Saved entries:
-- -- --

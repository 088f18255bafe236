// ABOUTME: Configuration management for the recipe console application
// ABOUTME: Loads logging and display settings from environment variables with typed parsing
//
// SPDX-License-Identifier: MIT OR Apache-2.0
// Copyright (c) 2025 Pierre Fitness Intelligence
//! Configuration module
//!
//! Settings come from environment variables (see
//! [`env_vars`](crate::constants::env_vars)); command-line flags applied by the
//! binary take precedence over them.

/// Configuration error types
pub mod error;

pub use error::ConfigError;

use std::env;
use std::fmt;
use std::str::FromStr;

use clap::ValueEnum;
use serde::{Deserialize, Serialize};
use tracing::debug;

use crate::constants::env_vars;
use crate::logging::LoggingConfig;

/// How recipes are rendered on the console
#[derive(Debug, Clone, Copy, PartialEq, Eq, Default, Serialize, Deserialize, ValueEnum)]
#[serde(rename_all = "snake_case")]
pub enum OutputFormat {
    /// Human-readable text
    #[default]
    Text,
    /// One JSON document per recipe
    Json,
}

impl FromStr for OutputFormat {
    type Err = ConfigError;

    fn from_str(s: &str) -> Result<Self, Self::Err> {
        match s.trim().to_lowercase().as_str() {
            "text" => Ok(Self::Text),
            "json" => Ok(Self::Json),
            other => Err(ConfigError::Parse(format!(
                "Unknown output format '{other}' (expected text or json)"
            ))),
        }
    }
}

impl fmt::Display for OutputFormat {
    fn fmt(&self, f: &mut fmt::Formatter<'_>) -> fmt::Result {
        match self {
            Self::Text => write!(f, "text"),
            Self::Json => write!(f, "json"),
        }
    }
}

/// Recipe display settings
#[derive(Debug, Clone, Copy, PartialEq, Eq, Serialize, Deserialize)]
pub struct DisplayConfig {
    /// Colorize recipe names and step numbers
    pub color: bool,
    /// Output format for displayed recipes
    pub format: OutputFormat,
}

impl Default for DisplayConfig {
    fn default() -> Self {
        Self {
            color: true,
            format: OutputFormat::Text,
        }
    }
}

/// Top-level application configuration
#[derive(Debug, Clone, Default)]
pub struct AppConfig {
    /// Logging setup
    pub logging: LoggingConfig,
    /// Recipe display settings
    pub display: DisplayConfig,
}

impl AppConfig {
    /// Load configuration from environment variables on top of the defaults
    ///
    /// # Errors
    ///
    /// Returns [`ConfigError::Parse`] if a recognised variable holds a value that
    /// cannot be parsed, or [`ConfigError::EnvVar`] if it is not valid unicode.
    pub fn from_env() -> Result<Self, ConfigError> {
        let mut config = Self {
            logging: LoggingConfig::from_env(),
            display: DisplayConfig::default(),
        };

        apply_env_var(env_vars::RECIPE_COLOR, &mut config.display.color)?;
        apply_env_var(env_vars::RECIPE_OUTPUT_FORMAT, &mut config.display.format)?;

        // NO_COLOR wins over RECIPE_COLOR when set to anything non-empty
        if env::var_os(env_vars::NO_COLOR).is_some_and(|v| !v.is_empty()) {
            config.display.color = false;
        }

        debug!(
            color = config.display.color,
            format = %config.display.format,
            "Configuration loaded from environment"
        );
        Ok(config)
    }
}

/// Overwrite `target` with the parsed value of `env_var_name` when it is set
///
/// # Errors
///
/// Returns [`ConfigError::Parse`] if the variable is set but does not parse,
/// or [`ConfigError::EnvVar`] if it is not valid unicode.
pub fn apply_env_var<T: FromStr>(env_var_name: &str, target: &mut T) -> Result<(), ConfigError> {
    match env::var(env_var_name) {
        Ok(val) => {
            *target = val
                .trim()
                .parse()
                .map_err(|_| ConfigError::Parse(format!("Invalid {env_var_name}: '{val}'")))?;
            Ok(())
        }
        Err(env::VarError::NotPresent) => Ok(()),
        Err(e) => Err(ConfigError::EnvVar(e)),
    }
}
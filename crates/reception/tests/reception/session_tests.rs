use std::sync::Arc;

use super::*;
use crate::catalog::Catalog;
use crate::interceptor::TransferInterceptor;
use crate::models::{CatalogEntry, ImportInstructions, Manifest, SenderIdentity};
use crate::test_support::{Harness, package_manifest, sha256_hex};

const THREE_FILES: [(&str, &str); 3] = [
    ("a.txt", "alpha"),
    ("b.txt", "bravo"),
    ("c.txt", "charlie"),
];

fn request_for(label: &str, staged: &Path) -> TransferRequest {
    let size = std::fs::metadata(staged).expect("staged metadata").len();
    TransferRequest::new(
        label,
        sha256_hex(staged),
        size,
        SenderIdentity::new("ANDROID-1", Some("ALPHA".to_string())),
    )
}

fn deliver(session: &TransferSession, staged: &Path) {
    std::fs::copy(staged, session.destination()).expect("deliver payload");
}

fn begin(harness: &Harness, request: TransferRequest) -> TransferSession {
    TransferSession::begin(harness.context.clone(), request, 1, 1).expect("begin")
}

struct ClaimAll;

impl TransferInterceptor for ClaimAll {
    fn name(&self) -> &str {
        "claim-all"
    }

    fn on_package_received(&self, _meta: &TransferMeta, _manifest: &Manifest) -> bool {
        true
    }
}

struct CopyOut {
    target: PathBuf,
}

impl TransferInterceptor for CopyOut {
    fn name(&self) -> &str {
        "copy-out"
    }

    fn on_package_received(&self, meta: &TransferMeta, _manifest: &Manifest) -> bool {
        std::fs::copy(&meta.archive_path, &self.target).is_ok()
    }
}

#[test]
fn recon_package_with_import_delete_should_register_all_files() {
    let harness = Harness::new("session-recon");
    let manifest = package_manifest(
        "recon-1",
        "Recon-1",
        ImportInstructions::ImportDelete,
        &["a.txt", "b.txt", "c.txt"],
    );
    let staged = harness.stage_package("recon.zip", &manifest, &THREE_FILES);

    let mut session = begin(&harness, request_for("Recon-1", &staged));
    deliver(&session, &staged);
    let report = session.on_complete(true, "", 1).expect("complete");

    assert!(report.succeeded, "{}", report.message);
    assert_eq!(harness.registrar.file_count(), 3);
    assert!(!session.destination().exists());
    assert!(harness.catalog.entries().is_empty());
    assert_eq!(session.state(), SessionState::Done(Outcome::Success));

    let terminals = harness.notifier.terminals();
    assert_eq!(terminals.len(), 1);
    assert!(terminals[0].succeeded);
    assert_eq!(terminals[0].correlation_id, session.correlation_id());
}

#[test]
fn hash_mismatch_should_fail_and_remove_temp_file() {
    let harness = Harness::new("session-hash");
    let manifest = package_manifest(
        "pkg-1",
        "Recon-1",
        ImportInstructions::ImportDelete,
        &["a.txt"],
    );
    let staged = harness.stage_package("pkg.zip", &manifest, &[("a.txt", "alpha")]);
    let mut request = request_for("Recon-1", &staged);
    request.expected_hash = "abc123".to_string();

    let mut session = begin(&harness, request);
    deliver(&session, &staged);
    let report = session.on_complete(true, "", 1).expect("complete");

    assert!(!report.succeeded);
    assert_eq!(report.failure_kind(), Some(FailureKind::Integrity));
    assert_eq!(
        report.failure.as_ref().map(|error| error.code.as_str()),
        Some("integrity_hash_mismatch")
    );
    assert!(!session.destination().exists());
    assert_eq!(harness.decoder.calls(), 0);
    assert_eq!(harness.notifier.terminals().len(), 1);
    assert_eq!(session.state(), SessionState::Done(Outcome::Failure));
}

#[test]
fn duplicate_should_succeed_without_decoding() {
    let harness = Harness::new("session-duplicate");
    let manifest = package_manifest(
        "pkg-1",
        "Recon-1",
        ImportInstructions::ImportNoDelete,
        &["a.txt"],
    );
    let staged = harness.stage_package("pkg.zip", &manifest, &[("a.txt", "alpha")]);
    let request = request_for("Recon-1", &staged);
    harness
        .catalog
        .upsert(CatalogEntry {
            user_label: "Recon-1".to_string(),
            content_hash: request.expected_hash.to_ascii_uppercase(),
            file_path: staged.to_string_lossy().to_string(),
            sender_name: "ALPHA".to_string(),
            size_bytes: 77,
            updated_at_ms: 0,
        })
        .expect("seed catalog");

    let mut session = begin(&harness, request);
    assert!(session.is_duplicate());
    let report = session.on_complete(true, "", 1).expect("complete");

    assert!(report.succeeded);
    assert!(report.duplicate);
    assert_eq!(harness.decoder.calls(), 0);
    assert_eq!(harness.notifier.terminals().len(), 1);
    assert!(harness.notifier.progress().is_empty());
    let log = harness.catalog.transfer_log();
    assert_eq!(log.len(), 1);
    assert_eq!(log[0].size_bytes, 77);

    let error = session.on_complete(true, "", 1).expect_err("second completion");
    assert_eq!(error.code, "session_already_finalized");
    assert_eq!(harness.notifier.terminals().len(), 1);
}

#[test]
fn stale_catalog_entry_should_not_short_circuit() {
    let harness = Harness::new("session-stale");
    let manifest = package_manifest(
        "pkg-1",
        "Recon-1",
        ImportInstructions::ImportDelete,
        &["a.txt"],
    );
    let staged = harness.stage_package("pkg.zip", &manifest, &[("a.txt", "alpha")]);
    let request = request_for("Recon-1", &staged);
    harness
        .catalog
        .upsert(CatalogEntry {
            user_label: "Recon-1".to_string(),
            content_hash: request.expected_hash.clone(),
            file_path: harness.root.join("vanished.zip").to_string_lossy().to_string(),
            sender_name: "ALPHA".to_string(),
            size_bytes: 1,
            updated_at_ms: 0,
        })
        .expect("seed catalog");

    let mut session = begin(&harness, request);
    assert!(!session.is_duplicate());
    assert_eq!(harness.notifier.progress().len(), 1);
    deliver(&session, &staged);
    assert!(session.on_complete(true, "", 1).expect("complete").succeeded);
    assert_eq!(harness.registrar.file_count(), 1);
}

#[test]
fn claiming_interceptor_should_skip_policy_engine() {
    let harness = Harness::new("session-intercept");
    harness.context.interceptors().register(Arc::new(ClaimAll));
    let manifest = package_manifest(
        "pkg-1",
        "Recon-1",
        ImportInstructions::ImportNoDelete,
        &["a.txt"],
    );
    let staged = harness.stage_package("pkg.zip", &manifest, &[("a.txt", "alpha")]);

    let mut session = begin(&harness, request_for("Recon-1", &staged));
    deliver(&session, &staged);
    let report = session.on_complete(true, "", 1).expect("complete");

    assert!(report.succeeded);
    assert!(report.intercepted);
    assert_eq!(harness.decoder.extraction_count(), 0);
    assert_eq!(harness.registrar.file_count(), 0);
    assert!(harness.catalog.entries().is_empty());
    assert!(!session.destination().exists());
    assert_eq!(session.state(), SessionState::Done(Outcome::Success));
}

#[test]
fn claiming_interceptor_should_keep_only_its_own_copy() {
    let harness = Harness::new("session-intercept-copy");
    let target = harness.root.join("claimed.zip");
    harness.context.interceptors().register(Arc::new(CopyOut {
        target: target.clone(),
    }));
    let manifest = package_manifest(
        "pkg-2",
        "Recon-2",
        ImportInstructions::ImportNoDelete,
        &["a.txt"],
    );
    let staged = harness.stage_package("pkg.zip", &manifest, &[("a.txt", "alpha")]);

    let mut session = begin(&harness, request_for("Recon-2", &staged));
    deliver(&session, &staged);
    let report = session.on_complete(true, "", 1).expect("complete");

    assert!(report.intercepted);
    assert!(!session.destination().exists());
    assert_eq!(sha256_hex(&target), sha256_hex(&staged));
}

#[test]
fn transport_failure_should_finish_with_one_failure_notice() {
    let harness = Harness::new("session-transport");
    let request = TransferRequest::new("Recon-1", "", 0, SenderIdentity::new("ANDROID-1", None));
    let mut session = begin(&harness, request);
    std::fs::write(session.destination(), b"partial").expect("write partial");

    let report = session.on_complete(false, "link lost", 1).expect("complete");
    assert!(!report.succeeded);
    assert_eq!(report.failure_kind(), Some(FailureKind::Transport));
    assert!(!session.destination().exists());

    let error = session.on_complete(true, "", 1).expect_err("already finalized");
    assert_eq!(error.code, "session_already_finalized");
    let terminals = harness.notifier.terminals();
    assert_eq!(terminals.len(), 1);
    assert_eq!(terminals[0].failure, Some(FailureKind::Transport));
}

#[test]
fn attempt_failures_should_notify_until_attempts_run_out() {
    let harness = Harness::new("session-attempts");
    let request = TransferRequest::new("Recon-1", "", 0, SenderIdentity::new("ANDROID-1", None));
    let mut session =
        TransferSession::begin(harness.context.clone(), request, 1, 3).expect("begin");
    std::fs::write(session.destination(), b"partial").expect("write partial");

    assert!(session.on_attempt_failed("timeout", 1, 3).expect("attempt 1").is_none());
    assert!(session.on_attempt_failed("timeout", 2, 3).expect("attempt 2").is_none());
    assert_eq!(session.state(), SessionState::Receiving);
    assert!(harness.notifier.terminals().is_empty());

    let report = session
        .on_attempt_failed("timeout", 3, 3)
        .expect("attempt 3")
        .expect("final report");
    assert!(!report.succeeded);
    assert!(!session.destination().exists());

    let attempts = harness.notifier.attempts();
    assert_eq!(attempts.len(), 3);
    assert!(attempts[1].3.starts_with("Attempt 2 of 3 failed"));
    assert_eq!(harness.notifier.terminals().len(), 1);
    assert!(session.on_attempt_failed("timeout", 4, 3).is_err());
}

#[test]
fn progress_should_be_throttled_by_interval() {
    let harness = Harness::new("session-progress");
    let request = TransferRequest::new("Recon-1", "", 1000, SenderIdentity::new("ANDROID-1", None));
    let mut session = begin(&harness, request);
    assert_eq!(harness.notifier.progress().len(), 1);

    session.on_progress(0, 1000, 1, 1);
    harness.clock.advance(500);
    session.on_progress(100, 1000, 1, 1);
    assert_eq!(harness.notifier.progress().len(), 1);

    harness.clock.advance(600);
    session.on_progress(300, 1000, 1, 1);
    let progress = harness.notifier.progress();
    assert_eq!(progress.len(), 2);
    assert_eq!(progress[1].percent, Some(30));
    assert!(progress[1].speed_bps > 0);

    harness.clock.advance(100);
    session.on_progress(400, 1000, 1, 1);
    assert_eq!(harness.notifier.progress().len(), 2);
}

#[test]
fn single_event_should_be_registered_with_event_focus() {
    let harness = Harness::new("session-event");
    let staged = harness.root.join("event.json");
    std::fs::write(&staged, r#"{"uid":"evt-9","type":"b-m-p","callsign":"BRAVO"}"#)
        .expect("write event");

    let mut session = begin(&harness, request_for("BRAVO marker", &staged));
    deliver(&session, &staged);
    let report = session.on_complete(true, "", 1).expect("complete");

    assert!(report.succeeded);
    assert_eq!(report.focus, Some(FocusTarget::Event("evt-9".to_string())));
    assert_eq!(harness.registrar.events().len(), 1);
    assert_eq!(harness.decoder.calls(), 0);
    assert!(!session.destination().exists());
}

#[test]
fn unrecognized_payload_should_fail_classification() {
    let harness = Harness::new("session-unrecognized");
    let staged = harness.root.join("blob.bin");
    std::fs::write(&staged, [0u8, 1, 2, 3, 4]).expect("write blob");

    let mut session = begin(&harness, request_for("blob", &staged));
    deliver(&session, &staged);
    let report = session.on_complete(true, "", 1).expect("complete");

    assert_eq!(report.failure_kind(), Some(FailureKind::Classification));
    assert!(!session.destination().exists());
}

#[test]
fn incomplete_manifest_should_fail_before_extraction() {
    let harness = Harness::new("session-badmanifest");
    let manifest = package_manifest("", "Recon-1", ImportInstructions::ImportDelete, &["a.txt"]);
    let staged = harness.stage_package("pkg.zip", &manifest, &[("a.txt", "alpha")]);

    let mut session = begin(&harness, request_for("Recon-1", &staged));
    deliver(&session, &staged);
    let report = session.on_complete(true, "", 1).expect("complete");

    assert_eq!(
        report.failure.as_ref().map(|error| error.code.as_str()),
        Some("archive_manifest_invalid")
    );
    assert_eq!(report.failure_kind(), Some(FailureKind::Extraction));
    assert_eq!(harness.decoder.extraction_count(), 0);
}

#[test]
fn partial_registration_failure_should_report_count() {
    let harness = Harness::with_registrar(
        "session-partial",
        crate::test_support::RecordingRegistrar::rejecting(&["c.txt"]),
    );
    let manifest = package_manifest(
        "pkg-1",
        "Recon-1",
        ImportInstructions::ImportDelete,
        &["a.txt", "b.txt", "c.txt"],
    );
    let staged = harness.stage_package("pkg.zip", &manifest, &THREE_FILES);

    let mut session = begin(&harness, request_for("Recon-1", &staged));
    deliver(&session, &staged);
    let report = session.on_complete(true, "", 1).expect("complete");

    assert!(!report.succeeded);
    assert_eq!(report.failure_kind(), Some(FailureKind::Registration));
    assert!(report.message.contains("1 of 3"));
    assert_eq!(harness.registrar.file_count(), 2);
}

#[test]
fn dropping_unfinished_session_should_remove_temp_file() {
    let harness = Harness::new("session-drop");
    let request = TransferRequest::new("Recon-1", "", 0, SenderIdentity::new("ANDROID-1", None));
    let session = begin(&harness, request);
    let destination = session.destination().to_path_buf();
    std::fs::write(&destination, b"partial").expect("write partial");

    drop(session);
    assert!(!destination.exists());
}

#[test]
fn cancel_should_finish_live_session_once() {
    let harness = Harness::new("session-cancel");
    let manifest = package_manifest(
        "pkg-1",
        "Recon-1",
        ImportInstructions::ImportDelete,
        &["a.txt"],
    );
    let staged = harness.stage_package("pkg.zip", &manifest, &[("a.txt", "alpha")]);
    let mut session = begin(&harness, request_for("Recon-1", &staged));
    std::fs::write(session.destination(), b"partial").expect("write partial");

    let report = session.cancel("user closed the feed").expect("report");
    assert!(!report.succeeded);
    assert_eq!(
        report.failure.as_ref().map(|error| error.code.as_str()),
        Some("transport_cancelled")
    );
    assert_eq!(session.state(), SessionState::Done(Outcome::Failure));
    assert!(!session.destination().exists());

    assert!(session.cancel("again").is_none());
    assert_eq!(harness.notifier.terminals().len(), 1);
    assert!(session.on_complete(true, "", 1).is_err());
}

-- -- --

> **Work to be completed**: Filter the data above by the word "TransferRequest" and copy every line that matches.

> **Solution**:
fn request_for(label: &str, staged: &Path) -> TransferRequest {
    TransferRequest::new(
fn begin(harness: &Harness, request: TransferRequest) -> TransferSession {
    let request = TransferRequest::new("Recon-1", "", 0, SenderIdentity::new("ANDROID-1", None));
    let request = TransferRequest::new("Recon-1", "", 0, SenderIdentity::new("ANDROID-1", None));
    let request = TransferRequest::new("Recon-1", "", 1000, SenderIdentity::new("ANDROID-1", None));
    let request = TransferRequest::new("Recon-1", "", 0, SenderIdentity::new("ANDROID-1", None));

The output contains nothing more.